#### Алгоритм "бустинга": берём товары, на которых ошибается или неверно предсказывает FastText, обучаем на них иерархический классификатор, а дальше - пытаемся состыковать два алгоритма так, чтобы там, где FastText предсказывает неуверенно, бралось предсказание иерархического классификатора.

In [100]:
import os
from pathlib import Path
import tqdm
import fasttext
import numpy as np 
import pandas as pd
import csv
from gensim.utils import simple_preprocess

from HierarchicalLibrary import Classifier, CategoryTree, TextProcessor
from HierarchicalLibrary.Encoders import LdaEncoder, NavecEncoder, FasttextEncoder, BertEncoder

Подготавливаем полный, тренировочный и валидационный датасеты:
перемешиваем данные в фрейме,
удаляем колонки рейтинга и кол-ва отзывов,
корректируем типы данных колонок,
заполняем пропущенные значения,
текст из колонок 'title', 'short_description' и 'name_value_characteristics' объединяем в колонку "Document", колонку 'title' берём дважды, чтобы увеличить её вес.

In [6]:
SEED = 1

# Method for increasing the weight of the first words of title
def word_pyramid(string: str, min_n_words: int, max_n_words: int) -> list:
    result = []
    split = string.split(' ')
    for i in range(min_n_words, max_n_words+1):
        result += split[:i]
    return ' '.join(result)

def prepare_data(full_train_data: pd.DataFrame, seed: int, valid_size: int):
    data_full = full_train_data.sample(frac=1, random_state=seed).copy()
    data_full.drop(['rating', 'feedback_quantity'], axis=1, inplace=True)
    data_full.title = data_full.title.astype('string')
    data_full.short_description = data_full.short_description.astype('string')
    data_full.fillna(value='', inplace=True)
    data_full.name_value_characteristics = data_full.name_value_characteristics.astype('string')
    data_full = data_full.assign(Document=[str(x) + ' ' + str(y) + ' ' + str(z) + ' ' + word_pyramid(x, 2, 3) for x, y, z in zip(data_full['title'], data_full['short_description'], data_full['name_value_characteristics'])])
    data_full.drop(['title', 'short_description', 'name_value_characteristics'], axis=1, inplace=True)
    data_full.Document = data_full.Document.astype('string')

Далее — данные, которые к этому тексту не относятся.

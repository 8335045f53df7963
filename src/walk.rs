use std::convert::Infallible;
use crate::config::MaxDepth;
use crate::node::NodeRef;
use crate::tree::{Node, NodeId, Tree};

/// Depth-first, pre-order walk over every entry below the root.
///
/// `visit` receives the entry's value, its own key (array indices as strings) and the full
/// key path from the root, ending with that key. Entries are visited in array index order
/// and object insertion order. A container whose path already has `max_depth` segments is
/// visited but not descended into. The first error returned by `visit` stops the walk and
/// is handed back unchanged.
pub fn walk<'t, E, F>(tree: &'t Tree, max_depth: MaxDepth, mut visit: F) -> Result<(), E>
where
    F: FnMut(NodeRef<'t>, &str, &[String]) -> Result<(), E>,
{
    let mut path = Vec::new();
    descend(tree, tree.root(), &mut path, max_depth, &mut visit)
}

/// [`walk`] for visitors that cannot fail.
pub fn visit_all<'t, F>(tree: &'t Tree, max_depth: MaxDepth, mut visit: F)
where
    F: FnMut(NodeRef<'t>, &str, &[String]),
{
    let outcome = walk(tree, max_depth, |value, key, path| {
        visit(value, key, path);
        Ok::<_, Infallible>(())
    });
    if let Err(never) = outcome {
        match never {}
    }
}

fn descend<'t, E, F>(
    tree: &'t Tree,
    id: NodeId,
    path: &mut Vec<String>,
    max_depth: MaxDepth,
    visit: &mut F,
) -> Result<(), E>
where
    F: FnMut(NodeRef<'t>, &str, &[String]) -> Result<(), E>,
{
    if max_depth.reached(path.len()) {
        return Ok(());
    }

    match tree.node(id) {
        Node::Array(items) => {
            for (index, child) in items.iter().enumerate() {
                path.push(index.to_string());
                entry(tree, *child, path, max_depth, visit)?;
                path.pop();
            }
        }
        Node::Object(entries) => {
            for (key, child) in entries {
                path.push(key.clone());
                entry(tree, *child, path, max_depth, visit)?;
                path.pop();
            }
        }
        _ => {}
    }
    Ok(())
}

fn entry<'t, E, F>(
    tree: &'t Tree,
    id: NodeId,
    path: &mut Vec<String>,
    max_depth: MaxDepth,
    visit: &mut F,
) -> Result<(), E>
where
    F: FnMut(NodeRef<'t>, &str, &[String]) -> Result<(), E>,
{
    let value = NodeRef::new(tree, id);
    if let Some(key) = path.last() {
        visit(value, key, path.as_slice())?;
    }
    if value.is_container() {
        descend(tree, id, path, max_depth, visit)?;
    }
    Ok(())
}
use thiserror::Error;

/// Every failure a search instance can report.
///
/// Callers that only care whether a search failed can treat this as one type; callers that
/// need the specific kind match on the variant.
#[derive(Debug, Clone, PartialEq, Eq, Error)]
pub enum SearchError {
    /// The root is not a container, or a tree was assembled incorrectly
    #[error("{0}")]
    Type(String),

    /// An option failed validation
    #[error("{0}")]
    Config(String),

    /// `find` was given an unusable key
    #[error("Invalid key \"{key}\": {reason}")]
    Key { key: String, reason: String },

    /// `find_by_path` was given a structurally invalid path
    #[error("Invalid path \"{path}\": {reason}")]
    Path { path: String, reason: String },

    /// A container is its own descendant
    #[error("Circular reference detected at path \"{path}\"")]
    CircularReference { path: String },

    /// An argument outside the accepted set, such as an unknown occurrence mode
    #[error("{0}")]
    InvalidArgument(String),
}

impl SearchError {
    pub(crate) fn key(key: &str, reason: &str) -> Self {
        SearchError::Key { key: key.to_string(), reason: reason.to_string() }
    }

    pub(crate) fn path(path: &str, reason: &str) -> Self {
        SearchError::Path { path: path.to_string(), reason: reason.to_string() }
    }
}

pub type Result<T, E = SearchError> = std::result::Result<T, E>;
//! Telegram bot that launches an externally hosted chess game.
//!
//! `/start` greets, `/play` sends the game, and the game's callback query is
//! answered with the game URL. Updates arrive either by long polling
//! ([`polling`]) or by webhook ([`webhook`]); both feed the same handlers in
//! [`bot`].

pub mod bot;
pub mod config;
pub mod platform;
pub mod polling;
pub mod webhook;

#[cfg(test)]
mod testing;

use std::path::PathBuf;

use anyhow::{Context, Result};
use tracing::info;
use tracing_subscriber::{layer::SubscriberExt, util::SubscriberInitExt};

use crate::config::{mask_token, Config};

/// Install the global tracing subscriber (`RUST_LOG` overrides the default filter).
pub fn init_logging() {
    tracing_subscriber::registry()
        .with(
            tracing_subscriber::EnvFilter::try_from_default_env()
                .unwrap_or_else(|_| "info,chess_bot=debug".into()),
        )
        .with(tracing_subscriber::fmt::layer())
        .init();
}

/// Load configuration from the TOML file given as first argument, or from
/// the environment (plus `.env`) when there is none.
pub fn load_config() -> Result<Config> {
    let config = match std::env::args().nth(1).map(PathBuf::from) {
        Some(path) => {
            info!("Loading configuration from: {}", path.display());
            Config::load(&path)
                .with_context(|| format!("Failed to load config from {}", path.display()))?
        }
        None => {
            if let Ok(path) = dotenvy::dotenv() {
                info!("Loaded environment from {}", path.display());
            }
            Config::from_env().context("Failed to load config from environment")?
        }
    };

    info!("Configuration loaded successfully");
    info!("  API_TOKEN: {}", mask_token(&config.telegram.bot_token));
    info!("  GAME_SHORT_NAME: {}", config.game.short_name);
    info!("  GAME_URL: {}", config.game.url);

    Ok(config)
}
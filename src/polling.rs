//! Long-polling delivery.
//!
//! Clears any webhook (Telegram refuses getUpdates while one is set), drains
//! stale updates, then pulls and dispatches updates one batch at a time.

use std::future::Future;

use anyhow::{Context, Result};
use teloxide::types::Update;
use tracing::{debug, error, info, warn};

use crate::bot::{dispatch, GameSettings};
use crate::config::PollingConfig;
use crate::platform::telegram::to_incoming;
use crate::platform::{BotControl, Messenger};

/// Maximum updates requested per getUpdates call
const BATCH_LIMIT: u8 = 100;

/// Offset confirming `update`. Update ids stay within 31 bits; saturate if not.
fn next_offset(update: &Update) -> i32 {
    i32::try_from(update.id.0)
        .unwrap_or(i32::MAX)
        .saturating_add(1)
}

/// Remove the webhook and drop pending updates. Returns the offset to poll from.
pub async fn prepare<B>(bot: &B, polling: &PollingConfig) -> Result<i32>
where
    B: BotControl + ?Sized,
{
    info!("Removing existing webhook...");
    bot.clear_webhook(true)
        .await
        .context("Failed to remove webhook before polling")?;

    // offset -1 confirms everything but the newest update, which we skip too
    let offset = match bot.fetch_updates(-1, 1, 0).await {
        Ok(updates) => {
            info!("Dropped pending updates");
            updates.last().map(next_offset).unwrap_or(0)
        }
        Err(e) => {
            warn!("Failed to drop pending updates: {:#}", e);
            0
        }
    };

    let settle = polling.settle_delay();
    if !settle.is_zero() {
        tokio::time::sleep(settle).await;
    }
    Ok(offset)
}

/// One getUpdates round-trip. Dispatch errors are logged, never returned;
/// the returned offset is past every update received.
pub async fn poll_once<B>(
    bot: &B,
    game: &GameSettings,
    bot_username: &str,
    offset: i32,
    timeout_secs: u32,
) -> Result<i32>
where
    B: Messenger + BotControl + ?Sized,
{
    let updates = bot.fetch_updates(offset, BATCH_LIMIT, timeout_secs).await?;
    let mut next = offset;
    for update in updates {
        next = next.max(next_offset(&update));
        match to_incoming(&update, bot_username) {
            Some(incoming) => {
                if let Err(e) = dispatch(bot, game, incoming).await {
                    error!("Failed to handle update {}: {:#}", update.id.0, e);
                }
            }
            None => debug!("Ignoring update {}", update.id.0),
        }
    }
    Ok(next)
}

/// Poll until `shutdown` resolves.
pub async fn run_until<B, S>(
    bot: &B,
    game: &GameSettings,
    polling: &PollingConfig,
    shutdown: S,
) -> Result<()>
where
    B: Messenger + BotControl + ?Sized,
    S: Future<Output = ()>,
{
    let mut offset = prepare(bot, polling).await?;

    if let Err(e) = bot.register_commands().await {
        warn!("Failed to register bot commands: {:#}", e);
    }
    let bot_username = bot.bot_username().await?;
    info!("Bot @{} is polling for updates", bot_username);

    tokio::pin!(shutdown);
    loop {
        tokio::select! {
            biased;
            _ = &mut shutdown => {
                info!("Polling stopped");
                return Ok(());
            }
            result = poll_once(bot, game, &bot_username, offset, polling.long_poll_timeout_secs) => {
                match result {
                    Ok(next) => offset = next,
                    Err(e) => {
                        error!("Polling failed: {:#}", e);
                        tokio::time::sleep(polling.error_pause()).await;
                    }
                }
            }
        }
    }
}

/// Poll until Ctrl-C.
pub async fn run<B>(bot: &B, game: &GameSettings, polling: &PollingConfig) -> Result<()>
where
    B: Messenger + BotControl + ?Sized,
{
    run_until(bot, game, polling, async {
        if let Err(e) = tokio::signal::ctrl_c().await {
            error!("Failed to listen for Ctrl-C: {}", e);
            std::future::pending::<()>().await;
        }
    })
    .await
}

    data = data_full[:-valid_size].reset_index(drop=True)
    data_valid = data_full[-valid_size:].reset_index(drop=True)
    return data, data_valid

def set_seeds(seed: int):  
    np.random.seed(seed)

def predict_proba(documents: list) -> tuple:
    prediction = model.predict(documents, k=1)
    labels_result = []
    proba_result = []
    for label in prediction[0]:
        labels_result.append(int(label[0][9:]))
    return np.array(labels_result), np.array(prediction[1])[:, 0]

def predict(document):
    return int(model.predict(document)[0][0][9:])

In [7]:
full_train_data = pd.read_parquet('train.parquet')

set_seeds(SEED)
data, data_valid = prepare_data(full_train_data, seed=SEED, valid_size=4000)

Преобразуем данные в формат, принимаемый FastText.

In [8]:
data.Document = data.Document.apply(lambda x: ' '.join(simple_preprocess(x)))
data_valid.Document = data_valid.Document.apply(lambda x: ' '.join(simple_preprocess(x)))

data.category_id = data.category_id.apply(lambda x: '__label__' + str(x))
data_valid.category_id = data_valid.category_id.apply(lambda x: '__label__' + str(x))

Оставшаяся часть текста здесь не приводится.